Prior to joining LSNYC, Adam spent six years as a litigation associate at Morrison & Foerster, LLP, where he maintained an active pro bono docket. He clerked for the Hon. Cheryl L. Pollak, in the United States District Court, Eastern District of New York. He has served on the Pro Bono Advisory Council for New York Lawyers for the Public Interest. Adam is also a founding member of the Brooklyn Family Defense Project’s Associate Advisory Board. Previously, Mr. Heintz was employed as the HIV-Related Violence Program Coordinator at the New York City Gay and Lesbian Anti-Violence Project. Mr. Heintz received his B.A. from Oberlin College, and J.D. from NYU Law School.
Steven Schulman is a partner with Akin Gump Strauss Hauer & Feld LLP where he leads the firm’s pro bono practice and maintains a substantive practice in many areas of public interest law, including human rights, immigration, assistance to military personnel and poverty law matters. He has handled dozens of asylum and other immigration cases, with a particular emphasis on complex matters, such as those involving the application of terrorism-related grounds of inadmissibility. He joined the firm in 2006 as its first full-time pro bono partner, and he has seen participation in the pro bono practice increase substantially in every office and across every practice group. The firm’s lawyers now devote an average of more than 100 hours annually to pro bono client matters.
Moderator
Ronald S. Flagg was appointed President of Legal Services Corporation effective February 20, 2020, and previously served as Vice President for Legal Affairs and General Counsel since 2013. He previously practiced commercial and administrative litigation at Sidley Austin LLP for 31 years, 27 years as a partner. He chaired the firm's Committee on Pro Bono and Public Interest Law for more than a decade.

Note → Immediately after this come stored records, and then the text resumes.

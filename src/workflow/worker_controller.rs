//! 工作页生命周期控制 - 流程层
//!
//! 一个控制器负责一个工作页从创建到销毁的全过程：
//!
//! ```text
//! Created ──▶ Watching ──(URL 末段 == 完成标记)──▶ Probing ──(探测成功)──▶ 关闭标签页
//!    │            │                                  │
//!    └────────────┴──────────(标签页被关闭)───────────┴──▶ Removed
//! ```
//!
//! 探测次数用尽时按 `ExhaustedPolicy` 处理：放任不管，或者强制关闭。

use std::sync::Arc;

use tracing::{debug, info, warn};

use crate::config::{Config, ExhaustedPolicy};
use crate::error::AppResult;
use crate::infrastructure::{SpawnedWorker, WorkerHost, WorkerObservers};
use crate::models::{JobTarget, WorkerId};
use crate::services::{CompletionProbe, PollOutcome, RetryScheduler};
use crate::workflow::active_set::ActiveWorkerSet;
use crate::workflow::worker_ctx::WorkerCtx;

/// URL 最后一个 `?` 之后的部分是否等于完成标记
///
/// 例如 `https://www.chess.com/analysis/game/live/1?tab=review`，
/// 分析中是 `tab=analysis`，分析完成后变成 `tab=review`。
pub fn is_completion_url(url: &str, marker: &str) -> bool {
    url.rsplit('?').next() == Some(marker)
}

/// 工作页所处阶段
#[derive(Debug, Clone, Copy, PartialEq, Eq)]
pub enum WorkerPhase {
    Created,
    Watching,
    Probing,
    Removed,
}

/// 控制器的最终结果
#[derive(Debug, Clone, Copy, PartialEq, Eq)]
pub enum WorkerOutcome {
    /// 探测成功，控制器关闭了标签页
    Completed { attempts: usize },
    /// 标签页在确认完成前被关闭（用户、崩溃或其他原因）
    Removed { phase: WorkerPhase },
    /// 探测次数用尽，按策略强制关闭
    ForceClosed { attempts: usize },
}

/// 每个工作页共用的策略
#[derive(Debug, Clone)]
pub struct WorkerPolicy {
    pub completion_marker: String,
    pub probe: CompletionProbe,
    pub scheduler: RetryScheduler,
    pub exhausted: ExhaustedPolicy,
}

impl WorkerPolicy {
    pub fn from_config(config: &Config) -> Self {
        Self {
            completion_marker: config.completion_marker.clone(),
            probe: CompletionProbe::new(config.rating_selector.clone()),
            scheduler: RetryScheduler::new(config.max_probe_attempts, config.probe_interval()),
            exhausted: config.exhausted_policy,
        }
    }
}

impl Default for WorkerPolicy {
    fn default() -> Self {
        Self::from_config(&Config::default())
    }
}

enum Watched {
    MarkerReached(String),
    Removed,
    UpdatesClosed,
}

enum Probed {
    Finished(PollOutcome),
    Removed,
}

/// 工作页生命周期控制器
pub struct WorkerController {
    ctx: WorkerCtx,
    host: Arc<dyn WorkerHost>,
    observers: WorkerObservers,
    active: Arc<ActiveWorkerSet>,
    policy: Arc<WorkerPolicy>,
    phase: WorkerPhase,
}

impl WorkerController {
    /// 创建工作页并登记到活跃集合
    ///
    /// 创建失败直接返回错误，不做重试。
    pub async fn spawn(
        host: Arc<dyn WorkerHost>,
        target: JobTarget,
        job_index: usize,
        job_total: usize,
        active: Arc<ActiveWorkerSet>,
        policy: Arc<WorkerPolicy>,
    ) -> AppResult<Self> {
        let SpawnedWorker { id, observers } = host.spawn_worker(&target).await?;
        active.insert(id.clone());

        let ctx = WorkerCtx::new(job_index, job_total, id, target);
        info!("{} 🆕 已打开: {}", ctx, ctx.target);

        Ok(Self {
            ctx,
            host,
            observers,
            active,
            policy,
            phase: WorkerPhase::Created,
        })
    }

    pub fn id(&self) -> &WorkerId {
        &self.ctx.id
    }

    pub fn phase(&self) -> WorkerPhase {
        self.phase
    }

    /// 驱动状态机直到终态
    pub async fn run(mut self) -> WorkerOutcome {
        self.phase = WorkerPhase::Watching;

        match self.watch().await {
            Watched::MarkerReached(url) => {
                info!("{} 🔎 分析完成，开始检查评分: {}", self.ctx, url);
            }
            Watched::Removed => return self.finish_removed(),
            Watched::UpdatesClosed => {
                debug!("{} URL 观察者已关闭，等待标签页移除", self.ctx);
                let _ = (&mut self.observers.removed).await;
                return self.finish_removed();
            }
        }

        self.phase = WorkerPhase::Probing;
        let probed = tokio::select! {
            biased;
            _ = &mut self.observers.removed => Probed::Removed,
            outcome = self.policy.scheduler.poll_worker(
                &self.policy.probe,
                self.host.as_ref(),
                &self.ctx.id,
            ) => Probed::Finished(outcome),
        };

        match probed {
            Probed::Removed => self.finish_removed(),
            Probed::Finished(PollOutcome::Completed { attempts }) => {
                info!("{} ✅ 评分已出现 (第 {} 次检查)，关闭标签页", self.ctx, attempts);
                self.close_worker().await;
                WorkerOutcome::Completed { attempts }
            }
            Probed::Finished(PollOutcome::Exhausted { attempts }) => {
                self.on_exhausted(attempts).await
            }
        }
    }

    /// 等待 URL 变为完成标记，或标签页被移除
    async fn watch(&mut self) -> Watched {
        loop {
            let update = tokio::select! {
                biased;
                _ = &mut self.observers.removed => return Watched::Removed,
                update = self.observers.updates.recv() => update,
            };

            match update {
                Some(url) if is_completion_url(&url, &self.policy.completion_marker) => {
                    return Watched::MarkerReached(url);
                }
                Some(url) => debug!("{} URL 变化: {}", self.ctx, url),
                None => return Watched::UpdatesClosed,
            }
        }
    }

    async fn on_exhausted(mut self, attempts: usize) -> WorkerOutcome {
        match self.policy.exhausted {
            ExhaustedPolicy::Abandon => {
                warn!(
                    "{} ⚠️ 检查 {} 次仍未出现评分，保留标签页等待手动关闭",
                    self.ctx, attempts
                );
                // 之后只关心标签页何时被关闭
                self.host.unobserve_updates(&self.ctx.id);
                let _ = (&mut self.observers.removed).await;
                self.finish_removed()
            }
            ExhaustedPolicy::ForceClose => {
                warn!(
                    "{} ⚠️ 检查 {} 次仍未出现评分，强制关闭标签页",
                    self.ctx, attempts
                );
                self.close_worker().await;
                WorkerOutcome::ForceClosed { attempts }
            }
        }
    }

    /// 控制器主动关闭标签页
    ///
    /// 先注销观察者再上报，关闭失败只记录日志。
    async fn close_worker(&mut self) {
        self.host.unobserve_updates(&self.ctx.id);
        if let Err(e) = self.host.destroy_worker(&self.ctx.id).await {
            warn!("{} 关闭标签页失败: {}", self.ctx, e);
        }
        self.host.unobserve_removal(&self.ctx.id);

        self.phase = WorkerPhase::Removed;
        self.active.remove(&self.ctx.id);
        debug!("{} 剩余活跃标签页: {}", self.ctx, self.active.len());
    }

    /// 标签页被外部关闭
    fn finish_removed(mut self) -> WorkerOutcome {
        self.host.unobserve_removal(&self.ctx.id);
        self.host.unobserve_updates(&self.ctx.id);

        let phase = self.phase;
        self.phase = WorkerPhase::Removed;
        if self.active.remove(&self.ctx.id) {
            info!("{} 🗑️ 标签页已关闭 (阶段: {:?})", self.ctx, phase);
        }
        WorkerOutcome::Removed { phase }
    }
}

Flagg served as president of the District of Columbia Bar in 2010-2011 and currently serves as Chair of the Bar's Pro Bono Task Force and on the Board of the DC Bar Foundation. He previously also services as Chair of the Board of the National Veterans Legal Services Program, Chair of the District of Columbia Bar Pro Bono Center, Chair of the Board of the AARP Legal Counsel for the Elderly, and as a member of the American Bar Association's House of Delegates, the Board of the Washington Lawyer's Committee for Civil Rights and Urban Affairs, and the District of Columbia Judicial Nomination Commission.
Flagg graduated with honors from the University of Chicago and cum laude from Harvard Law School. He began his career as a law clerk to Judge Myron L. Gordon, U.S. District Court of the Eastern District of Wisconsin and as attorney-advisor in the United States Department of Justice, Office of Intelligence Policy.